First Amendment to Lease Agreement dated September 17, 2018 between the Company and AR Meridian Circle Owner, LLC, as successor to LSOP 3 MN 3, LLC

Contract Categories: Real Estate - Lease Agreements
EX-10.21 2 ex_177916.htm EXHIBIT 10.21 ex_177916.htm

Exhibit 10.21




This FIRST AMENDMENT TO LEASE (this “Amendment”) is made and effective this 17th day of September, 2018 (“Effective Date”), by and between AR Meridian Circle Owner, LLC, a Delaware limited liability company (“Landlord”) and Nortech Systems, Inc., a Minnesota corporation (“Tenant”).




WHEREAS, LSOP 3 MN 3, LLC, a Delaware limited liability company (the “Original Landlord”) and Tenant entered into that certain Lease Agreement dated April 1, 2015, as assigned (collectively, the “Lease”), with respect to that certain premises known as Suite 150 and containing approximately 19,154 rentable square-feet of space (the “Premises”) located in that certain building commonly known as the Meridian Business Center Building, 7550 Meridian Circle, maple Grove, Minnesota (the “Building”).


WHEREAS, Landlord and Tenant desire to amend the Lease as more fully described herein.


NOW, THEREFORE, in consideration of the foregoing, the covenants and agreements herein contained, and for other good and valuable consideration, the receipt of which is hereby acknowledged, Landlord and Tenant hereby agree as follows:




Recitals. The Recitals set forth above are incorporated into this Amendment as if fully set forth herein.




Definitions. Capitalized terms used, but not defined herein, have the meanings ascribed to them in the Lease, except as otherwise set forth in this Amendment.




Term. Section 1(d) of the Lease is hereby deleted in its entirety and replaced with the following:


(c) Term: One hundred and sixteen (116) full calendar months (plus any partial month from the Commencement Date until the first day of the next full calendar month during the Term).

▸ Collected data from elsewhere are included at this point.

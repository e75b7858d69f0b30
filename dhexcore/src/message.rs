// DHEx wire messages and their JSON codec.
//
// Each message is a flat JSON record: a `type` tag, the sequence counter `n`,
// and the type-specific fields. The tag set is closed; decoding anything
// outside it is a codec error, never a partial message. Big integers travel
// as decimal strings since JSON numbers cannot hold 2048-bit values
// losslessly.

use num_bigint_dig::BigUint;
use serde::{Deserialize, Serialize};

use crate::error::{DhexCoreError, Result};

/// Requests sent by the client, one per handshake step.
#[derive(Debug, Clone, PartialEq, Eq, Serialize, Deserialize)]
#[serde(tag = "type")]
pub enum Request {
    /// Opens the session, announcing the client identity.
    #[serde(rename = "CLIENT_HELLO")]
    Hello { id: String, n: u64 },

    /// Asks the server for the DH public parameters.
    #[serde(rename = "CLIENT_DHEX_START")]
    DhExStart { n: u64 },

    /// Delivers the client's public key.
    #[serde(rename = "CLIENT_DHEX")]
    DhEx {
        #[serde(rename = "pkClient", with = "biguint_dec")]
        pk_client: BigUint,
        n: u64,
    },

    /// Signals that the client has derived the shared secret.
    #[serde(rename = "CLIENT_DHEX_DONE")]
    DhExDone { n: u64 },
}

/// Responses sent by the server.
#[derive(Debug, Clone, PartialEq, Eq, Serialize, Deserialize)]
#[serde(tag = "type")]
pub enum Response {
    #[serde(rename = "SERVER_HELLO")]
    Hello { n: u64 },

    /// Carries the negotiated DH parameters and the server's public key.
    ///
    /// `skClient` optionally pre-assigns the client's private exponent
    /// (test mode). Absent or zero means "generate your own"; zero is the
    /// sentinel, not a usable key.
    #[serde(rename = "SERVER_DHEX_START")]
    DhExStart {
        #[serde(rename = "gen", with = "biguint_dec")]
        generator: BigUint,
        #[serde(with = "biguint_dec")]
        prime: BigUint,
        #[serde(rename = "pkServer", with = "biguint_dec")]
        pk_server: BigUint,
        #[serde(rename = "skClient", default, with = "biguint_dec")]
        sk_client: BigUint,
        n: u64,
    },

    #[serde(rename = "SERVER_DHEX")]
    DhEx { n: u64 },

    /// Ends a successful session.
    #[serde(rename = "SERVER_FINISH")]
    Finish { n: u64 },

    /// The server declined the session for capacity reasons.
    #[serde(rename = "SERVER_BUSY")]
    Busy { n: u64 },
}

impl Request {
    /// Serialize to the JSON wire text.
    pub fn encode(&self) -> Result<String> {
        serde_json::to_string(self).map_err(|e| DhexCoreError::Encode(e.to_string()))
    }

    /// Parse from the JSON wire text. Fails on invalid syntax, an unknown
    /// `type` tag, or a missing required field.
    pub fn decode(raw: &str) -> Result<Self> {
        serde_json::from_str(raw).map_err(|e| DhexCoreError::Malformed {
            raw: raw.to_owned(),
            reason: e.to_string(),
        })
    }

    /// The sequence counter carried by this message.
    pub fn n(&self) -> u64 {
        match self {
            Request::Hello { n, .. }
            | Request::DhExStart { n }
            | Request::DhEx { n, .. }
            | Request::DhExDone { n } => *n,
        }
    }

    /// Wire tag, used in protocol-violation diagnostics.
    pub fn label(&self) -> &'static str {
        match self {
            Request::Hello { .. } => "CLIENT_HELLO",
            Request::DhExStart { .. } => "CLIENT_DHEX_START",
            Request::DhEx { .. } => "CLIENT_DHEX",
            Request::DhExDone { .. } => "CLIENT_DHEX_DONE",
        }
    }
}

impl Response {
    /// Serialize to the JSON wire text.
    pub fn encode(&self) -> Result<String> {
        serde_json::to_string(self).map_err(|e| DhexCoreError::Encode(e.to_string()))
    }

    /// Parse from the JSON wire text. Fails on invalid syntax, an unknown
    /// `type` tag, or a missing required field.
    pub fn decode(raw: &str) -> Result<Self> {
        serde_json::from_str(raw).map_err(|e| DhexCoreError::Malformed {
            raw: raw.to_owned(),
            reason: e.to_string(),
        })
    }

    /// The sequence counter carried by this message.
    pub fn n(&self) -> u64 {
        match self {
            Response::Hello { n }
            | Response::DhExStart { n, .. }
            | Response::DhEx { n }
            | Response::Finish { n }
            | Response::Busy { n } => *n,
        }
    }

    /// Wire tag, used in protocol-violation diagnostics.
    pub fn label(&self) -> &'static str {
        match self {
            Response::Hello { .. } => "SERVER_HELLO",
            Response::DhExStart { .. } => "SERVER_DHEX_START",
            Response::DhEx { .. } => "SERVER_DHEX",
            Response::Finish { .. } => "SERVER_FINISH",
            Response::Busy { .. } => "SERVER_BUSY",
        }
    }
}

/// Decimal-string serde adapter for [`BigUint`] wire fields.
mod biguint_dec {
    use num_bigint_dig::BigUint;
    use serde::de::Error as _;
    use serde::{Deserialize, Deserializer, Serializer};

    pub fn serialize<S: Serializer>(value: &BigUint, ser: S) -> Result<S::Ok, S::Error> {
        ser.serialize_str(&value.to_str_radix(10))
    }

    pub fn deserialize<'de, D: Deserializer<'de>>(de: D) -> Result<BigUint, D::Error> {
        let s = String::deserialize(de)?;
        BigUint::parse_bytes(s.as_bytes(), 10)
            .ok_or_else(|| D::Error::custom(format!("invalid decimal integer {s:?}")))
    }
}
// Length-prefixed message framing over a byte stream.
//
// Wire layout per frame: [len:4B big-endian][payload:lenB]. The prefix
// decouples message boundaries from TCP segmentation, so a frame arrives
// intact whether the peer's bytes come in one packet or twenty.

use bytes::{Bytes, BytesMut};
use tokio::io::{AsyncRead, AsyncReadExt, AsyncWrite, AsyncWriteExt};

use crate::error::{DhexWireError, Result};

/// Upper bound on a single frame. Handshake messages are a few kilobytes
/// at most, even with 2048-bit keys in decimal.
pub const MAX_FRAME_LEN: usize = 64 * 1024;

/// One complete message per send/receive over any async byte stream.
#[derive(Debug)]
pub struct FramedStream<S> {
    io: S,
    max_frame_len: usize,
}

impl<S: AsyncRead + AsyncWrite + Unpin> FramedStream<S> {
    pub fn new(io: S) -> Self {
        Self::with_max_frame_len(io, MAX_FRAME_LEN)
    }

    pub fn with_max_frame_len(io: S, max_frame_len: usize) -> Self {
        Self { io, max_frame_len }
    }

    /// Write one frame: length prefix, then the payload, then flush.
    pub async fn send_frame(&mut self, payload: &[u8]) -> Result<()> {
        if payload.len() > self.max_frame_len {
            return Err(DhexWireError::FrameTooLarge {
                len: payload.len(),
                max: self.max_frame_len,
            });
        }
        let mut buf = BytesMut::with_capacity(4 + payload.len());
        buf.extend_from_slice(&(payload.len() as u32).to_be_bytes());
        buf.extend_from_slice(payload);
        self.io.write_all(&buf).await?;
        self.io.flush().await?;
        Ok(())
    }

    /// Read exactly one frame, blocking until it is complete. A closed
    /// stream mid-frame surfaces as a connection error.
    pub async fn recv_frame(&mut self) -> Result<Bytes> {
        let mut len_buf = [0u8; 4];
        self.io.read_exact(&mut len_buf).await?;
        let len = u32::from_be_bytes(len_buf) as usize;
        if len > self.max_frame_len {
            return Err(DhexWireError::FrameTooLarge {
                len,
                max: self.max_frame_len,
            });
        }
        let mut payload = vec![0u8; len];
        self.io.read_exact(&mut payload).await?;
        Ok(Bytes::from(payload))
    }

    /// Shut down the write side, signalling end of session to the peer.
    pub async fn shutdown(&mut self) -> Result<()> {
        self.io.shutdown().await?;
        Ok(())
    }
}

Minimum Annual Rent. Section 1(g) of the Lease is hereby deleted in its entirety and replaced with the following:


(d) Minimum Annual Rent: Payable in monthly installments as follows:




Per Square

















































Improvements to Premises. Landlord shall make certain improvements to the interior of the Premises pursuant to those certain Fit Plans and Specifications dated July 10, 2018 and prepared by Genesis Architects (the “Improvements”). Landlord will use commercially reasonable efforts to substantially complete the Improvements by December 1, 2018. Improvements shall include design costs, plans, permits, fees, construction costs, and a four percent (4%) construction management fee payable to Landlord (collectively, the “Improvement Costs”). The reasonable Improvement Costs, not to exceed Two Hundred and Fifty Thousand and No/100 Dollars ($250,000.00) (“Estimated Project Costs”), shall be payable by Landlord directly to the vendor. Section 9(b) of the Lease recognizes that several of the HVAC Units currently serving the building are Aged Units (as defined in the Lease). If Landlord elects to replace one or more of such Aged Units, the cost of such replacement will be paid as contemplated in the Lease and shall not count toward the maximum project costs referenced above. In the event Landlord replaces one or more of the Aged Units, Landlord will bear the cost of replacing a unit of a similar size and capacity, tenant will bear the costs of any capacity increases necessitated by the Improvements. Landlord shall provide Tenant a full accounting of the project costs, including without limitation copies of the invoice(s) for such Improvements, and such other documents as Tenant shall reasonably request. If the Improvement Costs exceed the Estimated Project Costs, Tenant will be responsible for amounts, approved in advance of incurrence, in excess of the Estimated Project Costs payable to Landlord immediately upon Landlord providing invoices for such Improvement Costs.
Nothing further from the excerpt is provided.